Source data
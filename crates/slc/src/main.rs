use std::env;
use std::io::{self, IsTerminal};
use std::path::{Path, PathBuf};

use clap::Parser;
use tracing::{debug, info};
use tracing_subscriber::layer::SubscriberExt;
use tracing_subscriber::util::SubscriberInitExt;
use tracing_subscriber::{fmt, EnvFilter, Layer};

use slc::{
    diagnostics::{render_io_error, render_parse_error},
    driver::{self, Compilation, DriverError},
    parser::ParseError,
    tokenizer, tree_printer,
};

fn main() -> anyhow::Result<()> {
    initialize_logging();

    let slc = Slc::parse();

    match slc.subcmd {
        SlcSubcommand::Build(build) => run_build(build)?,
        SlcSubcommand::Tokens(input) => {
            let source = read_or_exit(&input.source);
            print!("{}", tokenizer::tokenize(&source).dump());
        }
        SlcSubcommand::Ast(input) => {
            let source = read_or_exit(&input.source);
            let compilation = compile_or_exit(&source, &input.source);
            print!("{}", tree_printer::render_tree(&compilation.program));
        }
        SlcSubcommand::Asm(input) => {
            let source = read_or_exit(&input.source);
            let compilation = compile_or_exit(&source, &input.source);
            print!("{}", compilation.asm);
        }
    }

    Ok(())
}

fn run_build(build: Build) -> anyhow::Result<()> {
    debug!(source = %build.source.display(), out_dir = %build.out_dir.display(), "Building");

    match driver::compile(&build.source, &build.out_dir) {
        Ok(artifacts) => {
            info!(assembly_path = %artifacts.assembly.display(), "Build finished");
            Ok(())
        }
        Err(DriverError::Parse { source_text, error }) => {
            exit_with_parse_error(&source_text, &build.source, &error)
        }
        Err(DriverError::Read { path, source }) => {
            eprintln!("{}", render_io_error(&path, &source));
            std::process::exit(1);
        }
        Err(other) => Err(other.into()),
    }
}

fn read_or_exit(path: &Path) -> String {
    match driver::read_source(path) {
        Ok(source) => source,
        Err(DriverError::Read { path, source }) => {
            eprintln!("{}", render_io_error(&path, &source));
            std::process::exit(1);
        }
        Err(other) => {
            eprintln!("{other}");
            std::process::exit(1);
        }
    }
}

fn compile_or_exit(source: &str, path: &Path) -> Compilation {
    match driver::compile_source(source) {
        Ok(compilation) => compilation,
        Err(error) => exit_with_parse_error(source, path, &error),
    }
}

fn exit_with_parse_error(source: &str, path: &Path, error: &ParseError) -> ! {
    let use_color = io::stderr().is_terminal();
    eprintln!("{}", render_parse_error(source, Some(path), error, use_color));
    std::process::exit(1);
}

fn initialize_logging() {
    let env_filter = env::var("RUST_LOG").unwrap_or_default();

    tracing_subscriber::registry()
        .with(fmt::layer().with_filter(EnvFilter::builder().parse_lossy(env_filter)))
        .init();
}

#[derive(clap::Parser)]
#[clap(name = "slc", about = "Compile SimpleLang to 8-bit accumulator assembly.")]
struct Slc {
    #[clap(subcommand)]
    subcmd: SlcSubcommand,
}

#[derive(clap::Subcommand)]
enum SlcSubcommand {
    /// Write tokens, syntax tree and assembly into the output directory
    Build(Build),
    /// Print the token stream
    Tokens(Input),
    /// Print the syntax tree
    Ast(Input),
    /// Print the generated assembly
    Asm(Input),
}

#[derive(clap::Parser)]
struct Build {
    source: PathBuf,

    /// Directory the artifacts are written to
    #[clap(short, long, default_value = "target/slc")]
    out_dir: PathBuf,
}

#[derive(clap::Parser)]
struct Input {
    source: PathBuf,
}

==

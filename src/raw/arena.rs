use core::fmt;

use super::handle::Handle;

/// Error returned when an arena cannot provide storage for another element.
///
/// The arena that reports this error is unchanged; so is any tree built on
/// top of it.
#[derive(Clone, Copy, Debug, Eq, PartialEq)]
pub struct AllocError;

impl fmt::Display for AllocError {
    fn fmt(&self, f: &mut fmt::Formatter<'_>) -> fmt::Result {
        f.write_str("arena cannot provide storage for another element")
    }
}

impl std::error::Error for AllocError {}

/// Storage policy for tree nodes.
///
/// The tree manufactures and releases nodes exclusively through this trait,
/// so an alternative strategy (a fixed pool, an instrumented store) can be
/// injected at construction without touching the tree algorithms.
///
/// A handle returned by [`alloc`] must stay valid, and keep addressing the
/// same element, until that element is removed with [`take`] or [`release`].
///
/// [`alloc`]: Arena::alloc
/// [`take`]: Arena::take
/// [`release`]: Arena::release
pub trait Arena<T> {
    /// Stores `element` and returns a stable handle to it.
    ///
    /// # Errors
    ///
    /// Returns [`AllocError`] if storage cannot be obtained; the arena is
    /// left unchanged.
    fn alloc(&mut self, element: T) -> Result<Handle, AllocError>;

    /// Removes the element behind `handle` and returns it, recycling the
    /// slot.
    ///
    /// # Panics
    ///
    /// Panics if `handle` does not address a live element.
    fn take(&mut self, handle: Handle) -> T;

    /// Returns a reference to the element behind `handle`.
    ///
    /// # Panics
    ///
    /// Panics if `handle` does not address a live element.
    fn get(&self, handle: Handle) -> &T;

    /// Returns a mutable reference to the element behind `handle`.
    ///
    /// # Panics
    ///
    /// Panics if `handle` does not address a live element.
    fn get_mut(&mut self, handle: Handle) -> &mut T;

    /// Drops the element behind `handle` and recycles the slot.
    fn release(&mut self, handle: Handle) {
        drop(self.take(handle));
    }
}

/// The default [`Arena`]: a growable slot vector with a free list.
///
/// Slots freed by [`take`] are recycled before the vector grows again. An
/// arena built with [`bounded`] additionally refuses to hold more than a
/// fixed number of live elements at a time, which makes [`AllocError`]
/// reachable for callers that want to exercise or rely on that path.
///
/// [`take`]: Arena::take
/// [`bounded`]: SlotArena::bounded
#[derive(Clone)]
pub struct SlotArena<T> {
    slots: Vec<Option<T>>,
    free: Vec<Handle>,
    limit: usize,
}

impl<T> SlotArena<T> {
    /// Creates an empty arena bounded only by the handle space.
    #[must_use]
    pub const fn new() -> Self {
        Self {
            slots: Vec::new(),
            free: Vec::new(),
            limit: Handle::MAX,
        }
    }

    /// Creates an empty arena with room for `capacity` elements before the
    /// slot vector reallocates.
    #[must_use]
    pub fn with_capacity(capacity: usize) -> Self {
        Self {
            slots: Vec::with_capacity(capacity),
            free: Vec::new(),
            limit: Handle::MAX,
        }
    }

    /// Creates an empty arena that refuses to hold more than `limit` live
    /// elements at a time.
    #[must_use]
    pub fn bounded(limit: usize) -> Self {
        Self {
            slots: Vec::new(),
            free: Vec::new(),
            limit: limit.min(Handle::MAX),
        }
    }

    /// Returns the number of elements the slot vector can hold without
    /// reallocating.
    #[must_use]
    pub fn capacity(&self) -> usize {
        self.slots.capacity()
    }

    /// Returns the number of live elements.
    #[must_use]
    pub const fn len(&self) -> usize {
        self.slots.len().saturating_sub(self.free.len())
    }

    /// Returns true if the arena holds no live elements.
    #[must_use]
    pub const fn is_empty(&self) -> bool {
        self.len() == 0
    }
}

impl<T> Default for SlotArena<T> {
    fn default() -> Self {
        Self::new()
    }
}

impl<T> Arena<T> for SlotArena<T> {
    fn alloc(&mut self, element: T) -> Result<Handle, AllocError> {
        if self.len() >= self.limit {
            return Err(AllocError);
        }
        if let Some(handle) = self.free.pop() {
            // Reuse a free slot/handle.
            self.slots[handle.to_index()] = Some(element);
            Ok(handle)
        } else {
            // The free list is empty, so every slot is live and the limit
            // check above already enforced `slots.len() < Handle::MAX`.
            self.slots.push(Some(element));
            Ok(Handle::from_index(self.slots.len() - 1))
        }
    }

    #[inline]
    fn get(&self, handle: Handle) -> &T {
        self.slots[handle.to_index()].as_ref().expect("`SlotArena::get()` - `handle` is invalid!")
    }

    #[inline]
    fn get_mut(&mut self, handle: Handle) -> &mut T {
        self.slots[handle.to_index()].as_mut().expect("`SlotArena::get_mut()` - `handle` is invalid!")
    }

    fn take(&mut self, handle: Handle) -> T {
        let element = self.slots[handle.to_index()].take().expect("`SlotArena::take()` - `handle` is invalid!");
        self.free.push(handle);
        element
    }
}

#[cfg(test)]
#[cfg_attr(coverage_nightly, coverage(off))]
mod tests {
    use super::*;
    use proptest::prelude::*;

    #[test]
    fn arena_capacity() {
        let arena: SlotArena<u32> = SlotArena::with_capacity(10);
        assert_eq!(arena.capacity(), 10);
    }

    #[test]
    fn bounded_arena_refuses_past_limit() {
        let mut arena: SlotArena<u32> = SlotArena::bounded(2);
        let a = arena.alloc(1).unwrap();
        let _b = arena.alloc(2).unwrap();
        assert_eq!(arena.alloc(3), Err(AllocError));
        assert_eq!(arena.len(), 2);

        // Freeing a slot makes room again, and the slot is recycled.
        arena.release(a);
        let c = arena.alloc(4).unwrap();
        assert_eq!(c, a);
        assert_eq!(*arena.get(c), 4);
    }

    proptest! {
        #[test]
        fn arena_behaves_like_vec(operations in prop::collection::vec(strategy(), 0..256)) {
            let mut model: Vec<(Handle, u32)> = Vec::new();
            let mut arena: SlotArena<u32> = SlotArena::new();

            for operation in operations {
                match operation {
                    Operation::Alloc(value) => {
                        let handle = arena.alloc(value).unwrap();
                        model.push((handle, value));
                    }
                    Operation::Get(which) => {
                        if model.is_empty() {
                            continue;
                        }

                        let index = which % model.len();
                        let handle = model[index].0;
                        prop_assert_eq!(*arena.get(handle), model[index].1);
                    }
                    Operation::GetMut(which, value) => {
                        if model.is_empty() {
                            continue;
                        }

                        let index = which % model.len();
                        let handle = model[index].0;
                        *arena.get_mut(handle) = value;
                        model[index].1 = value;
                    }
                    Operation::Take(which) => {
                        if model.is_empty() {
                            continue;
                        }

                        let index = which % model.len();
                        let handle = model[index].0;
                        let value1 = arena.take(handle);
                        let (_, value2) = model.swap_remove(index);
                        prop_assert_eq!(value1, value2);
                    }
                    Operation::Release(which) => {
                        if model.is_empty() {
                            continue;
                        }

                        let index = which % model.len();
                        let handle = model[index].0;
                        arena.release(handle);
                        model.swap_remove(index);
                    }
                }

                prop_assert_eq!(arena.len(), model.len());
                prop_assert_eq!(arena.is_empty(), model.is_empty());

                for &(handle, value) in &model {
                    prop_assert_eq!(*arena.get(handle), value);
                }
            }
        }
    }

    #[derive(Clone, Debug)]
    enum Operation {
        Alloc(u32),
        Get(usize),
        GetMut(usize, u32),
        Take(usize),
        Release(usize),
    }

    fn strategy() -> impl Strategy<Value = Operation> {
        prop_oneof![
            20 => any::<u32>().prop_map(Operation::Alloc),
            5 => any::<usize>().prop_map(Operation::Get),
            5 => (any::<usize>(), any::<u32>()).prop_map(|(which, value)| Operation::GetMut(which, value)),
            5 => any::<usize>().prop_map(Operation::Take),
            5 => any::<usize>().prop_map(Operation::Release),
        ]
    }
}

*Your goal*
Taking the lines above, repeat exactly those from the line that contains "filename crates/slc/src/main.rs" through the line that contains "use tracing_subscriber::util::SubscriberInitExt;", and both of those lines as well. Include nothing else.

*Response area*
filename crates/slc/src/main.rs
use std::env;
use std::io::{self, IsTerminal};
use std::path::{Path, PathBuf};

use clap::Parser;
use tracing::{debug, info};
use tracing_subscriber::layer::SubscriberExt;
use tracing_subscriber::util::SubscriberInitExt;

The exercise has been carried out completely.